Ante todo, siempre tiene en los labios, el “sí a la vida”. Respetar la vida y las vidas, es su poema continuo, un cauce cristalino que hemos de proteger. Todo empieza aquí, en el manantial de la luz, el más fundamental de los derechos humanos es ciertamente el derecho a vivir y a que le dejen vivir. Rompen el verso de la vida, el aborto, la eutanasia o la clonación humana, y lo hacen trizas, porque un corazón que deja de latir por encargo, deja de ser poesía y rompe el alma del poema. Y sin poemas que sientan, no hay corazón que viva, sólo objetos que se mueven. También la guerra misma atenta contra la vida humana, y el Papa, así lo ha refrendado, pues conlleva el sufrimiento y la muerte. “¡La lucha por la paz es siempre una lucha por la vida!” –ha escrito. 

No menos insistentemente, el Papa, suele hablar del respeto al Derecho, para que la vida en sociedad sea más social y solidaria. Los acuerdos se acuerdan para cumplirlos. ¡El mundo sería totalmente diferente si se comenzaran a aplicar sinceramente los pactos firmados! En un mundo tecnificado, y por ende, de fácil comunicación, no se puede permanecer impasible ante las condiciones de vida, que hoy por hoy, son escandalosamente desiguales. También en nuestras ciudades y pueblos, se dan esos desajustes. Nos satisface, por ello, que muchos alcaldes que han sido elegidos recientemente, propongan concejalías que lleven por nombre, el de la familia. Porque una familia disgregada es también un mundo disgregado. Un joven sin trabajo, una persona minusválida marginada, personas ancianas abandonadas, países atenazados por el hambre y la miseria, hacen que demasiado a menudo el hombre desespere y sucumba ante la tentación de encerrarse en sí mismo o ceda a la violencia. 
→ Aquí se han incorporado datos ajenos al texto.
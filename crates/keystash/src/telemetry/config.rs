// Copyright (c) Microsoft Corporation.
// Licensed under the MIT License.

//! Telemetry configuration for cache operations.

#[cfg(any(feature = "metrics", test))]
use opentelemetry::metrics::MeterProvider;

#[cfg(any(feature = "metrics", test))]
use crate::telemetry::metrics::Instruments;
use crate::telemetry::{CacheTelemetry, CacheTelemetryInner};

/// Configuration for cache telemetry.
///
/// Everything is disabled by default. Backend failures on the write path are
/// logged as warnings either way.
///
/// # Examples
///
/// ```
/// use keystash::TelemetryConfig;
///
/// let telemetry = TelemetryConfig::new().with_logs().build();
/// assert!(telemetry.logs_enabled());
/// ```
#[derive(Clone, Debug, Default)]
pub struct TelemetryConfig {
    logs_enabled: bool,
    #[cfg(any(feature = "metrics", test))]
    instruments: Option<Instruments>,
}

impl TelemetryConfig {
    /// Creates a new telemetry configuration with everything disabled.
    #[must_use]
    pub fn new() -> Self {
        Self::default()
    }

    /// Enables a `tracing` event for every cache operation.
    ///
    /// Hits and misses are logged at `DEBUG`, writes and rejections at `INFO`,
    /// backend failures at `ERROR`.
    #[must_use]
    pub fn with_logs(self) -> Self {
        Self {
            logs_enabled: true,
            ..self
        }
    }

    /// Enables metrics collection using the provided meter provider.
    #[cfg(any(feature = "metrics", test))]
    #[must_use]
    pub fn with_metrics(mut self, provider: &dyn MeterProvider) -> Self {
        self.instruments = Some(Instruments::new(provider));
        self
    }

    /// Builds the telemetry collector from this configuration.
    #[must_use]
    pub fn build(self) -> CacheTelemetry {
        CacheTelemetry::from_inner(CacheTelemetryInner {
            logging_enabled: self.logs_enabled,
            #[cfg(any(feature = "metrics", test))]
            instruments: self.instruments,
        })
    }
}
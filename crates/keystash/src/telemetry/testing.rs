// Copyright (c) Microsoft Corporation.
// Licensed under the MIT License.

//! Log and metric capture for telemetry tests.

use std::io::Write;
use std::sync::{Arc, Mutex};

use opentelemetry::KeyValue;
use opentelemetry_sdk::metrics::data::{AggregatedMetrics, Metric, MetricData, ResourceMetrics, ScopeMetrics};
use opentelemetry_sdk::metrics::{InMemoryMetricExporter, SdkMeterProvider};
use tracing_subscriber::fmt::MakeWriter;

#[derive(Debug)]
pub(crate) struct MetricTester {
    exporter: InMemoryMetricExporter,
    provider: SdkMeterProvider,
}

impl MetricTester {
    #[must_use]
    pub fn new() -> Self {
        let exporter = InMemoryMetricExporter::default();

        Self {
            exporter: exporter.clone(),
            provider: SdkMeterProvider::builder().with_periodic_exporter(exporter).build(),
        }
    }

    #[must_use]
    pub fn meter_provider(&self) -> &SdkMeterProvider {
        &self.provider
    }

    #[must_use]
    pub fn collect_attributes(&self) -> Vec<KeyValue> {
        self.provider.force_flush().unwrap();
        self.exporter
            .get_finished_metrics()
            .unwrap()
            .iter()
            .flat_map(ResourceMetrics::scope_metrics)
            .flat_map(ScopeMetrics::metrics)
            .flat_map(attributes_of)
            .collect()
    }

    #[must_use]
    pub fn metric_names(&self) -> Vec<String> {
        self.provider.force_flush().unwrap();
        self.exporter
            .get_finished_metrics()
            .unwrap()
            .iter()
            .flat_map(ResourceMetrics::scope_metrics)
            .flat_map(ScopeMetrics::metrics)
            .map(|metric| metric.name().to_string())
            .collect()
    }

    pub fn assert_attributes_contain(&self, key_values: &[KeyValue]) {
        let attributes = self.collect_attributes();

        for attr in key_values {
            assert!(
                attributes.contains(attr),
                "attribute {attr:?} not found in collected attributes: {attributes:?}"
            );
        }
    }
}

fn attributes_of(metric: &Metric) -> Vec<KeyValue> {
    macro_rules! points {
        ($data:expr) => {
            match $data {
                MetricData::Sum(data) => data.data_points().flat_map(|p| p.attributes().cloned()).collect(),
                MetricData::Histogram(data) => data.data_points().flat_map(|p| p.attributes().cloned()).collect(),
                MetricData::Gauge(data) => data.data_points().flat_map(|p| p.attributes().cloned()).collect(),
                MetricData::ExponentialHistogram(data) => data.data_points().flat_map(|p| p.attributes().cloned()).collect(),
            }
        };
    }

    match metric.data() {
        AggregatedMetrics::F64(data) => points!(data),
        AggregatedMetrics::U64(data) => points!(data),
        AggregatedMetrics::I64(data) => points!(data),
    }
}

/// Captures formatted `tracing` output into a shared buffer.
#[derive(Debug, Clone, Default)]
pub(crate) struct LogCapture {
    buffer: Arc<Mutex<Vec<u8>>>,
}

impl LogCapture {
    #[must_use]
    pub fn new() -> Self {
        Self::default()
    }

    #[must_use]
    pub fn output(&self) -> String {
        String::from_utf8_lossy(&self.buffer.lock().unwrap()).to_string()
    }

    pub fn assert_contains(&self, expected: &str) {
        let output = self.output();
        assert!(
            output.contains(expected),
            "log output does not contain '{expected}', got:\n{output}"
        );
    }

    /// Use with `tracing::subscriber::set_default` for thread-local capture.
    #[must_use]
    pub fn subscriber(&self) -> impl tracing::Subscriber {
        use tracing_subscriber::layer::SubscriberExt;
        tracing_subscriber::registry().with(tracing_subscriber::fmt::layer().with_writer(self.clone()).with_ansi(false))
    }
}

impl<'a> MakeWriter<'a> for LogCapture {
    type Writer = LogCaptureWriter;

    fn make_writer(&'a self) -> Self::Writer {
        LogCaptureWriter {
            buffer: Arc::clone(&self.buffer),
        }
    }
}

pub(crate) struct LogCaptureWriter {
    buffer: Arc<Mutex<Vec<u8>>>,
}

impl Write for LogCaptureWriter {
    fn write(&mut self, buf: &[u8]) -> std::io::Result<usize> {
        self.buffer.lock().unwrap().extend_from_slice(buf);
        Ok(buf.len())
    }

    fn flush(&mut self) -> std::io::Result<()> {
        Ok(())
    }
}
Como tantas veces nos recuerda Juan Pablo II, hemos de decir, ¡no a la muerte!. O lo que es lo mismo, no a todo lo que atenta a la incomparable dignidad de cada ser humano, comenzando por la de los niños por nacer hasta las personas mayores, que tienen ganada la cátedra de la vida, y a veces se le margina al rincón de la indeferencia. No a todo lo que destruye el sentido del esfuerzo, el respeto de sí mismo y del otro, el sentido del servicio. No al egoísmo que tanto nos ronda y nos rueda. Esto es, a todo lo que induce al hombre a refugiarse en el círculo de una clase social privilegiada, llena de privilegios absurdos y sin sentido, o en una comodidad cultural que excluye a los demás, usurpándole tácitamente los derechos. Resulta inmoral el modo de vida de quienes gozan del bienestar, mientras otras personas, apenas tienen para comer. ¿Cómo no pensar, por ejemplo, en esos inmigrantes a los que apenas se les ayuda?. 

El hombre moderno, es cierto, ha conseguido muchos avances. Pero hay uno, que Juan Pablo II, lo ha catalogado como una derrota de la humanidad. Es la guerra. Y ha dicho: ¡“No a la guerra”!. Y ha propugnado, el diálogo leal, la solidaridad entre los Estados, el ejercicio tan noble de la diplomacia, como los medios dignos del hombre y las naciones para solucionar sus contiendas. Un mensaje incesante que Juan Pablo II ha llevado por todo el mundo, en sus cien viajes internacionales, que suponen un recorrido tres veces la distancia entre la tierra y la luna. ¡Qué santo más grande!.